# Task brief
Repeat the records exactly. Every line must match.

# Records supplied
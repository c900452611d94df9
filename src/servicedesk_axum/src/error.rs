use axum::{
    Json,
    http::StatusCode,
    response::{IntoResponse, Response},
};
use serde::{Deserialize, Serialize};
use servicedesk_adapters::handlers::HandlerError;
use servicedesk_application::{AccountError, CheckInstallmentsError, FieldError};
use servicedesk_core::InstallmentError;
use thiserror::Error;

const GENERIC_ERROR: &str = "An error occurred";

#[derive(Debug, Serialize, Deserialize)]
pub struct FieldErrorResponse {
    pub field: String,
    pub message: String,
}

#[derive(Debug, Serialize, Deserialize)]
pub struct ErrorResponse {
    pub error: String,
    #[serde(default, skip_serializing_if = "Vec::is_empty")]
    pub fields: Vec<FieldErrorResponse>,
}

#[derive(Debug, Serialize, Deserialize)]
pub struct GatewayErrorResponse {
    pub error: String,
    pub retryable: bool,
}

#[derive(Debug, Error)]
pub enum ApiError {
    #[error("Validation failed")]
    Validation(Vec<FieldError>),

    #[error("{message}")]
    Conflict {
        field: &'static str,
        message: String,
    },

    #[error("{message}")]
    BadRequest {
        field: Option<&'static str>,
        message: String,
    },

    #[error("{0}")]
    NotFound(String),

    #[error("{0}")]
    Unauthorized(String),

    #[error("{message}")]
    Gateway { message: String, retryable: bool },

    #[error("Unexpected error: {0}")]
    UnexpectedError(String),
}

impl IntoResponse for ApiError {
    fn into_response(self) -> Response {
        let (status, error, fields) = match self {
            ApiError::Validation(fields) => (
                StatusCode::BAD_REQUEST,
                "Validation failed".to_string(),
                fields,
            ),
            ApiError::Conflict { field, message } => (
                StatusCode::CONFLICT,
                message.clone(),
                vec![FieldError::new(field, message)],
            ),
            ApiError::BadRequest { field, message } => {
                let fields = field
                    .map(|field| vec![FieldError::new(field, message.clone())])
                    .unwrap_or_default();
                (StatusCode::BAD_REQUEST, message, fields)
            }
            ApiError::NotFound(message) => (StatusCode::NOT_FOUND, message, Vec::new()),
            ApiError::Unauthorized(message) => (StatusCode::UNAUTHORIZED, message, Vec::new()),
            ApiError::Gateway { message, retryable } => {
                let body = Json(GatewayErrorResponse {
                    error: message,
                    retryable,
                });
                return (StatusCode::BAD_GATEWAY, body).into_response();
            }
            ApiError::UnexpectedError(details) => {
                tracing::error!(error = %details, "Request failed");
                (
                    StatusCode::INTERNAL_SERVER_ERROR,
                    GENERIC_ERROR.to_string(),
                    Vec::new(),
                )
            }
        };

        let body = Json(ErrorResponse {
            error,
            fields: fields
                .into_iter()
                .map(|f| FieldErrorResponse {
                    field: f.field,
                    message: f.message,
                })
                .collect(),
        });

        (status, body).into_response()
    }
}

impl From<AccountError> for ApiError {
    fn from(error: AccountError) -> Self {
        let field = error.field();
        match error {
            AccountError::Validation(fields) => ApiError::Validation(fields),
            AccountError::DuplicateUsername | AccountError::DuplicateEmail => ApiError::Conflict {
                field: field.unwrap_or_default(),
                message: error.to_string(),
            },
            AccountError::CredentialMismatch
            | AccountError::TokenInvalidOrExpired
            | AccountError::ResetPasswordFailed(_) => ApiError::BadRequest {
                field,
                message: error.to_string(),
            },
            AccountError::UserNotFound => ApiError::NotFound(error.to_string()),
            AccountError::UnknownPersistenceError(_) | AccountError::Notification(_) => {
                ApiError::UnexpectedError(error.to_string())
            }
        }
    }
}

impl From<CheckInstallmentsError> for ApiError {
    fn from(error: CheckInstallmentsError) -> Self {
        match error {
            CheckInstallmentsError::Validation(e) => {
                let field = match e {
                    InstallmentError::InvalidPrice(_) => "price",
                    InstallmentError::BinTooShort | InstallmentError::BinNotNumeric => "binNumber",
                };
                ApiError::BadRequest {
                    field: Some(field),
                    message: e.to_string(),
                }
            }
            CheckInstallmentsError::Gateway(e) => {
                tracing::warn!(error = %e, "Installment lookup failed");
                ApiError::Gateway {
                    retryable: e.is_retryable(),
                    message: e.to_string(),
                }
            }
        }
    }
}

impl From<HandlerError> for ApiError {
    fn from(error: HandlerError) -> Self {
        match error {
            HandlerError::Account(e) => e.into(),
            HandlerError::Installments(e) => e.into(),
            HandlerError::Session(e) => ApiError::UnexpectedError(e.to_string()),
            HandlerError::UserNotLoaded(_) => ApiError::NotFound(error.to_string()),
            HandlerError::InvalidCredentials => ApiError::Unauthorized(error.to_string()),
            HandlerError::BadRequest => ApiError::BadRequest {
                field: None,
                message: error.to_string(),
            },
        }
    }
}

# Finished exercise
repository c900452611d94df9
filename src/servicedesk_axum/src/error.rs
use axum::{
    Json,
    http::StatusCode,
    response::{IntoResponse, Response},
};
use serde::{Deserialize, Serialize};
use servicedesk_adapters::handlers::HandlerError;
use servicedesk_application::{AccountError, CheckInstallmentsError, FieldError};
use servicedesk_core::InstallmentError;
use thiserror::Error;

const GENERIC_ERROR: &str = "An error occurred";

#[derive(Debug, Serialize, Deserialize)]
pub struct FieldErrorResponse {
    pub field: String,
    pub message: String,
}

#[derive(Debug, Serialize, Deserialize)]
pub struct ErrorResponse {
    pub error: String,
    #[serde(default, skip_serializing_if = "Vec::is_empty")]
    pub fields: Vec<FieldErrorResponse>,
}

#[derive(Debug, Serialize, Deserialize)]
pub struct GatewayErrorResponse {
    pub error: String,
    pub retryable: bool,
}

#[derive(Debug, Error)]
pub enum ApiError {
    #[error("Validation failed")]
    Validation(Vec<FieldError>),

    #[error("{message}")]
    Conflict {
        field: &'static str,
        message: String,
    },

    #[error("{message}")]
    BadRequest {
        field: Option<&'static str>,
        message: String,
    },

    #[error("{0}")]
    NotFound(String),

    #[error("{0}")]
    Unauthorized(String),

    #[error("{message}")]
    Gateway { message: String, retryable: bool },

    #[error("Unexpected error: {0}")]
    UnexpectedError(String),
}

impl IntoResponse for ApiError {
    fn into_response(self) -> Response {
        let (status, error, fields) = match self {
            ApiError::Validation(fields) => (
                StatusCode::BAD_REQUEST,
                "Validation failed".to_string(),
                fields,
            ),
            ApiError::Conflict { field, message } => (
                StatusCode::CONFLICT,
                message.clone(),
                vec![FieldError::new(field, message)],
            ),
            ApiError::BadRequest { field, message } => {
                let fields = field
                    .map(|field| vec![FieldError::new(field, message.clone())])
                    .unwrap_or_default();
                (StatusCode::BAD_REQUEST, message, fields)
            }
            ApiError::NotFound(message) => (StatusCode::NOT_FOUND, message, Vec::new()),
            ApiError::Unauthorized(message) => (StatusCode::UNAUTHORIZED, message, Vec::new()),
            ApiError::Gateway { message, retryable } => {
                let body = Json(GatewayErrorResponse {
                    error: message,
                    retryable,
                });
                return (StatusCode::BAD_GATEWAY, body).into_response();
            }
            ApiError::UnexpectedError(details) => {
                tracing::error!(error = %details, "Request failed");
                (
                    StatusCode::INTERNAL_SERVER_ERROR,
                    GENERIC_ERROR.to_string(),
                    Vec::new(),
                )
            }
        };

        let body = Json(ErrorResponse {
            error,
            fields: fields
                .into_iter()
                .map(|f| FieldErrorResponse {
                    field: f.field,
                    message: f.message,
                })
                .collect(),
        });

        (status, body).into_response()
    }
}

impl From<AccountError> for ApiError {
    fn from(error: AccountError) -> Self {
        let field = error.field();
        match error {
            AccountError::Validation(fields) => ApiError::Validation(fields),
            AccountError::DuplicateUsername | AccountError::DuplicateEmail => ApiError::Conflict {
                field: field.unwrap_or_default(),
                message: error.to_string(),
            },
            AccountError::CredentialMismatch
            | AccountError::TokenInvalidOrExpired
            | AccountError::ResetPasswordFailed(_) => ApiError::BadRequest {
                field,
                message: error.to_string(),
            },
            AccountError::UserNotFound => ApiError::NotFound(error.to_string()),
            AccountError::UnknownPersistenceError(_) | AccountError::Notification(_) => {
                ApiError::UnexpectedError(error.to_string())
            }
        }
    }
}

impl From<CheckInstallmentsError> for ApiError {
    fn from(error: CheckInstallmentsError) -> Self {
        match error {
            CheckInstallmentsError::Validation(e) => {
                let field = match e {
                    InstallmentError::InvalidPrice(_) => "price",
                    InstallmentError::BinTooShort | InstallmentError::BinNotNumeric => "binNumber",
                };
                ApiError::BadRequest {
                    field: Some(field),
                    message: e.to_string(),
                }
            }
            CheckInstallmentsError::Gateway(e) => {
                tracing::warn!(error = %e, "Installment lookup failed");
                ApiError::Gateway {
                    retryable: e.is_retryable(),
                    message: e.to_string(),
                }
            }
        }
    }
}

impl From<HandlerError> for ApiError {
    fn from(error: HandlerError) -> Self {
        match error {
            HandlerError::Account(e) => e.into(),
            HandlerError::Installments(e) => e.into(),
            HandlerError::Session(e) => ApiError::UnexpectedError(e.to_string()),
            HandlerError::UserNotLoaded(_) => ApiError::NotFound(error.to_string()),
            HandlerError::InvalidCredentials => ApiError::Unauthorized(error.to_string()),
            HandlerError::BadRequest => ApiError::BadRequest {
                field: None,
                message: error.to_string(),
            },
        }
    }
}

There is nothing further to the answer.